Experiment #1 comes in the form of a small command line program that generates audio based on markov chains models. It has five available flags. -debug to enable debug logging - useful while developing, -ngen the number of successive generations to generate, -files the directory to save the audio files of each generation, -models the directory to save the generated markov chains models and -seed the seed markov chain models to kick start the process.

Running it produces folders containing the generated audio and the Markov chain models used for the generation in json format.

├── gen0
│   ├── 0.wav
│   ├── 1.wav
│   ├── amp.json
│   ├── dur.json
│   ├── freq.json
├── gen1
│   ├── 0.wav
│   ├── 1.wav
│   ├── amp.json
│   ├── dur.json
│   ├── freq.json
├── gen2
│   ├── 0.wav
│   ├── 1.wav
│   ├── amp.json
│   ├── dur.json
│   ├── freq.json
...

Note that to run the program you need to either install go or download the binary named markov1 from the module’s github under releases.

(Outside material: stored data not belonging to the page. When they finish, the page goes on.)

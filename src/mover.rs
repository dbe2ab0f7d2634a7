use std::path::Path;

use bytes::Bytes;
use tokio::{
    fs::{self, File},
    io::{self, AsyncReadExt, AsyncWriteExt},
};
use tracing::{debug, error, warn};

use crate::{
    config::UploadConfig,
    error::{UploadError, ValidationError},
    imaging::{self, ImageTool, Transform},
    models::{FileResult, UploadedFile},
    naming,
};

/// Move a received file into `dest_dir`.
///
/// Rejected files are only cleaned up. Accepted files are copied (or run
/// through the image transform) to their resolved name, then the temp file
/// is removed.
pub async fn move_file(
    file: &UploadedFile,
    dest_dir: &str,
    verdict: Result<(), ValidationError>,
    config: &UploadConfig,
    images: &dyn ImageTool,
) -> FileResult {
    // Resolve the stored name up front so failures still report it
    let mut result = FileResult::new(file, dest_dir);
    result.name = destination_name(file, dest_dir, config).await;
    result.url = format!("{}{}", config.upload_url, result.name);

    if let Err(reason) = verdict {
        debug!(file = %file.name, %reason, "Rejecting file");
        remove_temp(&file.path).await;
        return result.fail(&reason.into());
    }

    // Copy or transform into place; the temp file goes away either way
    let target = Path::new(dest_dir).join(&result.name);
    let moved = transfer(&file.path, &target, &file.name, config, images).await;
    remove_temp(&file.path).await;

    match moved {
        Ok(()) => result.succeed(),
        Err(e) => {
            error!(file = %file.name, target = %target.display(), error = ?e, "moveFile failed");
            result.fail(&e)
        }
    }
}

async fn destination_name(file: &UploadedFile, dest_dir: &str, config: &UploadConfig) -> String {
    if config.safe_name {
        if let Some(name) = naming::safe_name(Path::new(dest_dir), &file.name).await {
            return name;
        }
    }
    file.path
        .file_name()
        .map(|name| name.to_string_lossy().into_owned())
        .unwrap_or_else(|| crate::utils::temp_file_name(&file.name))
}

async fn transfer(
    source: &Path,
    target: &Path,
    original_name: &str,
    config: &UploadConfig,
    images: &dyn ImageTool,
) -> Result<(), UploadError> {
    // Open both ends before touching any bytes
    let mut input = File::open(source).await.map_err(UploadError::ReadStream)?;
    let mut output = File::create(target).await.map_err(UploadError::WriteStream)?;

    // Images are re-encoded when resize or crop is on; everything else is copied as is
    let written = if config.is_image(original_name) && (config.resize || config.crop) {
        transform_into(&mut input, &mut output, original_name, config, images).await
    } else {
        match io::copy(&mut input, &mut output).await {
            Ok(_) => output.flush().await.map_err(UploadError::Move),
            Err(e) => Err(UploadError::Move(e)),
        }
    };

    // Never leave a half-written destination behind
    if written.is_err() {
        drop(output);
        if let Err(e) = fs::remove_file(target).await {
            warn!(target = %target.display(), error = %e, "Failed to remove partial file");
        }
    }
    written
}

async fn transform_into(
    input: &mut File,
    output: &mut File,
    original_name: &str,
    config: &UploadConfig,
    images: &dyn ImageTool,
) -> Result<(), UploadError> {
    let format = imaging::format_for_name(original_name)?;

    // Crop first, then resize the cropped region
    let mut ops = Vec::with_capacity(2);
    if config.crop {
        ops.push(Transform::Crop(config.coordinates));
    }
    if config.resize {
        ops.push(Transform::Resize(config.new_size));
    }
    debug!(file = original_name, ?ops, quality = config.quality, "Transform image");

    let mut data = Vec::new();
    input.read_to_end(&mut data).await.map_err(UploadError::Move)?;
    let transformed = images
        .transform(Bytes::from(data), format, &ops, config.quality)
        .await?;

    output.write_all(&transformed).await.map_err(UploadError::Move)?;
    output.flush().await.map_err(UploadError::Move)
}

async fn remove_temp(path: &Path) {
    match fs::remove_file(path).await {
        Ok(()) => {}
        // Already gone, e.g. a read-stream failure on a missing temp file
        Err(e) if e.kind() == std::io::ErrorKind::NotFound => {}
        Err(e) => warn!(path = %path.display(), error = %e, "Failed to remove temp file"),
    }
}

Under the hood the CLI uses the markov package to generate a “train” of sines waves. Experiment #1 uses additive synthesis to produce audio signal. The result is a monophonic synth. Each fundamental is treated for harmonics. Harmonics are read of a corresponding table and for iteration #1 are static and the same for each fundamental. Each generation uses the previous generation’s models to generate new values for the sine waves. Gen0 uses the seed models.

flowchart TD
    a["Ngen"] -->
    c["freq.json"] --> 
    d{"`**Markov Generator**
    `"} -->
    g["`**Create Train**
    Combine the generated 
    frequencies, amplitudes and durations to conscutive sines.`"]
    a -- Load the Markov models ---
    e["amp.json"] -->
    d
    g
    
    a --> 
    h["dur.json"] -->
    d
    g

    g -->
    k["`**Harmonics**
    Create harmonics for each sine of the train.`"]

    k -->
    l["`**Generate Audio**
    Generate audio signal for fundamentals and partials and add them together.`"]

    l -->
    p["Generate New Models"]

    p -.-> a;

Strategy

Experiment #1 uses Markov Chains to generate variations of the initial seed. The starting point is the three seed models (frequencies, for amplitudes, durations.) Each model is read and fed into a Markov generator.

		"0.000000": 137,
		"1.000000": 206,
		"10.000000": 94,
		"10.148148": 123,
		"10.232558": 93,
		"10.301887": 122,
		"10.461538": 121,
		"10.476190": 92,
		"10.627451": 120,
		"10.731707": 91,
		"10.800000": 119,

Sample values from the seed freq.json model.

flowchart TD
    a["`**Freq Model**
    	0.000000
		1.000000
		10.000000
		10.148148
		10.232558
		10.301887
		10.461538
		10.476190
		10.627451
		10.731707
		10.800000
        ...`"]
    b{Markov Generator}

    a -- Load Model --- b

Each individual value of the model is fed into the generator until either a. the generator stops producing new values or b. the produced values stop being unique and start looping (e.g. 0.000000, 1.000000, 10.000000, 0.000000, 1.000000, 10.000000 ....)

flowchart TD
    a{Markov Generator}

    b["`**Freq Model**
    	0.000000
        ...`"]

    b -- Feed First Value --- a

    a --> c["`**Generated Values**
    10.148148
    2100.000000
    19.130435
    20.952381
    2750.000000
    ...`"]

This produces an array of float values. Once the subprocess is over the generator is fed the next value of the model 1.000000 and generates a new array of float values. The process continues until we feed all values of the model to the generator.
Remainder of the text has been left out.